The latest version of Windows Phone will support a new hardware standard. In the past, Windows Phone only supported single-core processors. In this new version of the OS, dual-core devices are now supported. Windows Phone 8 will also support new screen resolutions, like WVGA (800x480), WXGA (1280x768), and 720p (1280x720). And finally in this category of hardware support, Windows Phone 8 will now support removable microSD cards, which will allow users to store photos, music, videos, and apps, and add more storage space to your device.
The latest version of the operating system will come with the latest version of Internet Explorer (IE), IE10. This version of IE will provide new performance and security features.
|The new Windows Phone start screen|
NFC, a technology that allows users to transmit data from one device to another wirelessly (usually used to transmit money), will now be supported natively.
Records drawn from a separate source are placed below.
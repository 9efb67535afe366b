use nalgebra as na;
use serde_derive::{Deserialize, Serialize};

/// Axis-aligned search rectangle in pixel space, left-top-width-height.
#[derive(Serialize, Deserialize, Debug, Copy, Clone, PartialEq)]
pub struct Region {
    pub x: f32,
    pub y: f32,
    pub w: f32,
    pub h: f32,
}

impl Region {
    #[inline]
    pub fn new(x: f32, y: f32, w: f32, h: f32) -> Self {
        Self { x, y, w, h }
    }

    #[inline]
    pub fn from_center(cx: f32, cy: f32, w: f32, h: f32) -> Self {
        Self::new(cx - w / 2.0, cy - h / 2.0, w, h)
    }

    #[inline]
    pub fn frame(width: u32, height: u32) -> Self {
        Self::new(0.0, 0.0, width as f32, height as f32)
    }

    #[inline(always)]
    pub fn left(&self) -> f32 {
        self.x
    }

    #[inline(always)]
    pub fn top(&self) -> f32 {
        self.y
    }

    #[inline(always)]
    pub fn right(&self) -> f32 {
        self.x + self.w
    }

    #[inline(always)]
    pub fn bottom(&self) -> f32 {
        self.y + self.h
    }

    #[inline(always)]
    pub fn center(&self) -> na::Point2<f32> {
        na::Point2::new(self.x + self.w / 2.0, self.y + self.h / 2.0)
    }

    #[inline]
    pub fn is_empty(&self) -> bool {
        !(self.w >= 1.0 && self.h >= 1.0) // also catches NaN
    }

    #[inline]
    pub fn area(&self) -> f32 {
        self.w.max(0.0) * self.h.max(0.0)
    }

    #[inline]
    pub fn contains(&self, p: na::Point2<f32>) -> bool {
        p.x >= self.left() && p.x < self.right() && p.y >= self.top() && p.y < self.bottom()
    }

    pub fn scaled(&self, factor: f32) -> Self {
        let c = self.center();
        Self::from_center(c.x, c.y, self.w * factor, self.h * factor)
    }

    pub fn clip(&self, width: u32, height: u32) -> Option<Self> {
        let l = self.left().max(0.0);
        let t = self.top().max(0.0);
        let r = self.right().min(width as f32);
        let b = self.bottom().min(height as f32);

        let clipped = Self::new(l, t, r - l, b - t);

        if clipped.is_empty() {
            None
        } else {
            Some(clipped)
        }
    }

    /// Integer pixel bounds `(x0, y0, x1, y1)`, end exclusive.
    pub fn pixel_bounds(&self) -> (u32, u32, u32, u32) {
        let x0 = self.left().max(0.0).floor() as u32;
        let y0 = self.top().max(0.0).floor() as u32;
        let x1 = self.right().max(0.0).ceil() as u32;
        let y1 = self.bottom().max(0.0).ceil() as u32;

        (x0, y0, x1.max(x0), y1.max(y0))
    }
}

#[cfg(test)]
mod tests {
    use super::*;

    #[test]
    fn scaling_keeps_center() {
        let r = Region::new(10.0, 20.0, 40.0, 30.0);
        let s = r.scaled(2.0);

        assert_eq!(s.center(), r.center());
        assert_eq!(s.w, 80.0);
        assert_eq!(s.h, 60.0);
    }

    #[test]
    fn clip_to_frame() {
        let r = Region::new(-10.0, -10.0, 30.0, 30.0);
        let c = r.clip(100, 100).unwrap();

        assert_eq!(c, Region::new(0.0, 0.0, 20.0, 20.0));
        assert!(Region::new(200.0, 200.0, 10.0, 10.0).clip(100, 100).is_none());
    }

    #[test]
    fn degenerate_regions_are_empty() {
        assert!(Region::new(0.0, 0.0, 0.0, 10.0).is_empty());
        assert!(Region::new(0.0, 0.0, f32::NAN, 10.0).is_empty());
        assert!(!Region::new(0.0, 0.0, 1.0, 1.0).is_empty());
    }
}
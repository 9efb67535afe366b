use image::{imageops, GrayImage, RgbImage};

pub struct Frame {
    pub index: usize,
    pub timestamp: f32, // in seconds
    pub image: RgbImage,
}

impl Frame {
    pub fn new(index: usize, timestamp: f32, image: RgbImage) -> Self {
        Self {
            index,
            timestamp,
            image,
        }
    }

    #[inline]
    pub fn dims(&self) -> (u32, u32) {
        self.image.dimensions()
    }

    #[inline]
    pub fn is_empty(&self) -> bool {
        let (w, h) = self.dims();
        w == 0 || h == 0
    }

    pub fn gray(&self) -> GrayImage {
        imageops::grayscale(&self.image)
    }
}
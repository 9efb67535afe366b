use crate::error::Error;
use crate::events::{Notifier, WarningCode};
use crate::math;
use crate::shot::{ShotHeight, ShotShape, StartingLine};
use crate::trajectory::{self, Trajectory, TrajectoryMethod, TrajectoryPoint};

use nalgebra as na;
use serde_derive::{Deserialize, Serialize};
use tracing::debug;

#[derive(Serialize, Deserialize, Debug, Clone)]
#[serde(default)]
pub struct GeneratorConfig {
    pub sample_rate: f32,
    pub apex_timing: f32,
    pub physics_confidence: f32,
    pub apex_confidence: f32,
    pub curve_amplitude: f32,
    pub start_line_amplitude: f32,
    pub default_landing_rise: f32,
    pub min_apex_y: f32,
}

impl Default for GeneratorConfig {
    fn default() -> Self {
        Self {
            sample_rate: 30.0,
            apex_timing: 0.45,
            physics_confidence: 0.7,
            apex_confidence: 0.9,
            curve_amplitude: 0.08,
            start_line_amplitude: 0.04,
            default_landing_rise: 0.1,
            min_apex_y: 0.02,
        }
    }
}

#[derive(Serialize, Deserialize, Debug, Clone)]
pub struct GenerationRequest {
    pub origin: na::Point2<f32>,
    pub landing: Option<na::Point2<f32>>,
    pub apex: Option<na::Point2<f32>>,
    pub shape: ShotShape,
    pub height: ShotHeight,
    pub starting_line: StartingLine,
    pub frame_width: u32,
    pub frame_height: u32,
    pub start_time: f32,
    pub flight_duration: Option<f32>,
    pub apex_timing: Option<f32>,
    pub early_detection_failed: bool,
}

impl GenerationRequest {
    pub fn new(origin: na::Point2<f32>, frame_width: u32, frame_height: u32) -> Self {
        Self {
            origin,
            landing: None,
            apex: None,
            shape: ShotShape::default(),
            height: ShotHeight::default(),
            starting_line: StartingLine::default(),
            frame_width,
            frame_height,
            start_time: 0.0,
            flight_duration: None,
            apex_timing: None,
            early_detection_failed: false,
        }
    }

    fn normalized(&self, p: na::Point2<f32>) -> na::Point2<f32> {
        let (x, y) = trajectory::normalize(p.x, p.y, self.frame_width, self.frame_height);
        na::Point2::new(x, y)
    }
}

pub struct TrajectoryGenerator {
    config: GeneratorConfig,
}

impl TrajectoryGenerator {
    pub fn new(config: GeneratorConfig) -> Self {
        Self { config }
    }

    fn default_landing(&self, req: &GenerationRequest, origin: na::Point2<f32>) -> na::Point2<f32> {
        let dx = 2.0 * self.config.curve_amplitude * req.shape.curve_factor()
            + self.config.start_line_amplitude * req.starting_line.direction();

        na::Point2::new(
            (origin.x + dx).clamp(0.0, 1.0),
            (origin.y - self.config.default_landing_rise).clamp(0.0, 1.0),
        )
    }

    pub fn generate(&self, req: &GenerationRequest, notifier: &Notifier<'_>) -> Result<Trajectory, Error> {
        let duration = req.flight_duration.unwrap_or_else(|| req.height.flight_duration());
        if !(duration > 0.0) {
            return Err(Error::InvalidInput(format!("flight duration {duration} must be positive")));
        }
        if req.frame_width == 0 || req.frame_height == 0 {
            return Err(Error::InvalidInput("frame dimensions must be non-zero".into()));
        }

        if req.early_detection_failed {
            notifier.warning(
                WarningCode::EarlyBallDetectionFailed,
                "ball was not found near the origin, generated path starts at the marked point",
            );
        }

        notifier.progress(0.0, "generating trajectory");

        let origin = req.normalized(req.origin);
        let landing = req
            .landing
            .map(|p| req.normalized(p))
            .unwrap_or_else(|| self.default_landing(req, origin));

        let constrained = req.apex.is_some();
        let apex = match req.apex {
            Some(p) => req.normalized(p),
            None => na::Point2::new(
                (origin.x + landing.x) * 0.5,
                (origin.y.min(landing.y) - req.height.apex_rise()).max(self.config.min_apex_y),
            ),
        };

        let apex_t = req
            .apex_timing
            .unwrap_or(self.config.apex_timing)
            .clamp(0.1, 0.9);

        let samples = ((duration * self.config.sample_rate).ceil() as usize).max(2);
        let mut ts: Vec<f32> = (0..=samples).map(|i| i as f32 / samples as f32).collect();
        if constrained {
            ts.push(apex_t);
            ts.sort_by(|a, b| a.total_cmp(b));
            ts.dedup_by(|b, a| (*b - *a).abs() < 1e-6);
        }

        notifier.progress(30.0, "sampling flight curve");

        let confidence = if constrained {
            self.config.apex_confidence
        } else {
            self.config.physics_confidence
        };

        let mut points: Vec<TrajectoryPoint> = ts
            .iter()
            .map(|&t| {
                let mut p = flight_curve(origin, apex, landing, apex_t, t);

                // a marked apex pins the path, shape offsets would pull it off
                if !constrained {
                    let bulge = (std::f32::consts::PI * t).sin();
                    p.x += self.config.curve_amplitude * req.shape.curve_factor() * bulge
                        + self.config.start_line_amplitude * req.starting_line.direction() * bulge * (1.0 - t);
                }

                TrajectoryPoint::new(req.start_time + t * duration, p.x, p.y, confidence)
            })
            .collect();

        if let Some(first) = points.first_mut() {
            first.x = origin.x;
            first.y = origin.y;
        }
        if let Some(last) = points.last_mut() {
            last.x = landing.x;
            last.y = landing.y;
        }

        notifier.progress(80.0, "computing trajectory landmarks");

        let method = if constrained {
            TrajectoryMethod::ApexConstrained
        } else {
            TrajectoryMethod::Physics
        };

        let traj = Trajectory::from_points(points, req.frame_width, req.frame_height, method, Some(confidence));

        debug!(
            points = traj.len(),
            duration,
            method = method.as_str(),
            "generated trajectory"
        );
        notifier.progress(100.0, "trajectory generated");

        Ok(traj)
    }
}

/// Cubic Bezier climb to the apex followed by a cubic Bezier descent.
/// Control points keep `y` monotone on each side so the apex stays the
/// highest point.
fn flight_curve(
    origin: na::Point2<f32>,
    apex: na::Point2<f32>,
    landing: na::Point2<f32>,
    apex_t: f32,
    t: f32,
) -> na::Point2<f32> {
    if t <= apex_t {
        let s = t / apex_t;
        let c1 = na::Point2::new(math::lerp(origin.x, apex.x, 0.3), math::lerp(origin.y, apex.y, 0.8));
        let c2 = na::Point2::new(math::lerp(origin.x, apex.x, 0.7), apex.y);

        math::cubic_bezier(origin, c1, c2, apex, s)
    } else {
        let s = (t - apex_t) / (1.0 - apex_t);
        let c1 = na::Point2::new(math::lerp(apex.x, landing.x, 0.3), apex.y);
        let c2 = na::Point2::new(math::lerp(apex.x, landing.x, 0.75), math::lerp(apex.y, landing.y, 0.5));

        math::cubic_bezier(apex, c1, c2, landing, s)
    }
}
pub mod base;
pub mod memory;
pub mod redis;

pub use crate::cache::base::KeyValueStore;
pub use crate::cache::memory::MemoryStore;
pub use crate::cache::redis::RedisStore;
Windows Phone 8 comes with a wallet feature. This feature allows users to save and use their credit, debit, loyalty, and membership cards. The wallet feature will take advantage of the built-in NFC to allow tap-to-pay transactions.
Maps will be built in to Windows Phone 8, using Nokia’s mapping technology. Offline map support is built, as well as turn-by-turn navigation.
Microsoft is also adding many new features for businesses, including encryption, secure boot, device management, and Office.
The start screen, probably one of the prettiest features in Windows Phone, will receive an update as well as part of Windows Phone 8. The icons on the start screen now can come in three sizes; large, medium, and small. Microsoft has also gotten rid of the right rail on the side of the screen, so you have more space for apps and live tiles.
This update will be released in the fall, and, although current Windows Phones will receive an update adding some new features, the full upgrade will not support any existing Windows Phones.
In conclusion, this seems like a great update for Windows Phone. Although we don't know too much about the features an end-user would care about, we do have an idea of what the future of Windows Phone will look like.